PRETORIA — A land claim has been refused in a watershed verdict because the community who laid claim to the land is unable to maintain the current food production.

On Friday the land claims court in Johannesburg refused the Bahiring community’s claim to the farms of eight landowners outside Koster in North West.

It was found that relocating the community is not feasible, because, among other reasons, the land has high agricultural potential and the farms are intensively cultivated.

Furthermore, E.I. Moosa, acting on behalf of the Land Affairs Department, said in his closing argument, it is not within the government’s financial means to successfully relocate the community.

It would have cost the state more than R70 million to buy the farms from the landowners.

It would have cost a further estimated R210 million to relocate the community’s 400 families and provide equipment and other resources for them to continue cultivating the land.

The court was told that it is pointless handing cash over to communities to develop land on which they are relocated since they don’t have the ability to ensure that the money is used for that purpose.

An official of the local land claims commissioner testified that not one of the 330 relocation projects he currently manages in the North West is successful.

Some of the greatest obstacles these communities face are lack of funding and skills to maintain agricultural production.

Transfer of the land would have a negative impact on the “food production and economic activities” of these highly productive farms.

Furthermore, there is no national budget available specifically for the relocation of the community in the North West. Each of the 400 families would only receive R6 595 from the government for relocation.

The current annual production total on these farms is 1 800 calves, 5 900 tons of maize, 400 tons of beans, 470 tons of sunflower seed and 1 080 000 litres of milk.

It was also taken into consideration that the community was compensated when they were relocated 80 km from the farms in the 1960s.

At the time, the farms were not yet commercially developed.

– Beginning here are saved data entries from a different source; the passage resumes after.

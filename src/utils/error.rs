use actix_web::{HttpResponse, ResponseError, http::StatusCode};
use log::error;
use serde_json::json;
use thiserror::Error;

use crate::database::StoreError;
use crate::uploader::BlobError;
use crate::utils::response::json_response;

#[derive(Debug, Error)]
pub enum PostError {
    #[error("{0}")]
    Validation(String),

    #[error("{0}")]
    NotFound(String),

    #[error("{0}")]
    Forbidden(String),

    #[error("Method Not Allowed")]
    MethodNotAllowed,

    #[error("Request body exceeds {0} bytes")]
    PayloadTooLarge(usize),

    #[error("{message}")]
    Dependency { message: String, trace: String },
}

impl PostError {
    /// Wrap any failure from a collaborator, keeping its debug chain as the trace
    pub fn dependency<E: std::error::Error>(err: E) -> Self {
        let mut trace = format!("{:?}", err);
        let mut source = err.source();
        while let Some(cause) = source {
            trace.push_str(&format!("\ncaused by: {}", cause));
            source = cause.source();
        }

        PostError::Dependency {
            message: err.to_string(),
            trace,
        }
    }
}

impl From<StoreError> for PostError {
    fn from(err: StoreError) -> Self {
        PostError::dependency(err)
    }
}

impl From<BlobError> for PostError {
    fn from(err: BlobError) -> Self {
        PostError::dependency(err)
    }
}

impl From<serde_json::Error> for PostError {
    fn from(err: serde_json::Error) -> Self {
        PostError::dependency(err)
    }
}

impl ResponseError for PostError {
    fn status_code(&self) -> StatusCode {
        match *self {
            PostError::Validation(..) => StatusCode::BAD_REQUEST,
            PostError::NotFound(..) => StatusCode::NOT_FOUND,
            PostError::Forbidden(..) => StatusCode::FORBIDDEN,
            PostError::MethodNotAllowed => StatusCode::METHOD_NOT_ALLOWED,
            PostError::PayloadTooLarge(..) => StatusCode::PAYLOAD_TOO_LARGE,
            PostError::Dependency { .. } => StatusCode::INTERNAL_SERVER_ERROR,
        }
    }

    fn error_response(&self) -> HttpResponse {
        let body = match self {
            PostError::Dependency { message, trace } => {
                error!("{}", trace);
                json!({ "error": message, "traceback": trace })
            }
            other => json!({ "error": other.to_string() }),
        };

        json_response(self.status_code(), body)
    }
}
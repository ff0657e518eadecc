use actix_web::{HttpServer, web};
use dotenv::dotenv;
use env_logger::Env;
use log::info;

use posts_service::middleware::auth::ClaimsConfig;
use posts_service::utils::config::AppConfig;
use posts_service::{build_post_service, create_app};

#[actix_web::main]
async fn main() -> std::io::Result<()> {
    // Load environment variables from .env file
    dotenv().ok();

    // Initialize logger with environment variable support
    env_logger::Builder::from_env(Env::default().default_filter_or("info")).init();

    let config = AppConfig::from_env()
        .map_err(|e| std::io::Error::new(std::io::ErrorKind::InvalidInput, e))?;

    let post_service = build_post_service(&config)
        .await
        .map(web::Data::new)
        .map_err(std::io::Error::other)?;
    let claims_config = ClaimsConfig::new(config.jwt_secret.clone());

    info!(
        "Starting posts service on http://{}:{} (backend: {:?}, ownership checks: {})",
        config.host, config.port, config.backend, config.enforce_ownership
    );

    HttpServer::new(move || create_app(post_service.clone(), claims_config.clone()))
        .bind((config.host.as_str(), config.port))?
        .run()
        .await?;

    // Log after server has started (this line will only be reached when the server shuts down)
    info!("Server has stopped");

    Ok(())
}
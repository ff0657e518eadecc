use actix_web::{HttpResponse, http::StatusCode, middleware::DefaultHeaders};
use serde::Serialize;

pub const ALLOW_ORIGIN: &str = "*";
pub const ALLOW_METHODS: &str = "GET, POST, OPTIONS, DELETE";

/// Headers the browser may send; Authorization only matters once posts are owned
pub fn allow_headers(enforce_ownership: bool) -> &'static str {
    if enforce_ownership {
        "Content-Type,Authorization"
    } else {
        "Content-Type"
    }
}

/// CORS header set stamped onto every response the app produces
pub fn cors_headers(enforce_ownership: bool) -> DefaultHeaders {
    DefaultHeaders::new()
        .add(("Access-Control-Allow-Origin", ALLOW_ORIGIN))
        .add(("Access-Control-Allow-Methods", ALLOW_METHODS))
        .add((
            "Access-Control-Allow-Headers",
            allow_headers(enforce_ownership),
        ))
}

/// Uniform JSON envelope used by every handler and error path
pub fn json_response<T: Serialize>(status: StatusCode, body: T) -> HttpResponse {
    HttpResponse::build(status).json(body)
}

Peet Grobbelaar, the farm owners’ legal representative, said yesterday that the verdict will have a major impact on other pending land claims, because this is the first time that a court has found that the relocation involved in the claim is not feasible due to the land’s current use and production.

“The verdict has created a precedent because the current use and production of the land will have to be taken into account in future when it is decided whether relocation is feasible.”

According to Grobbelaar, the verdict also points to the total absence of effective support from the government for relocation programmes.

“In short, the entire land claims plan is a failure, especially in the North West,” he said.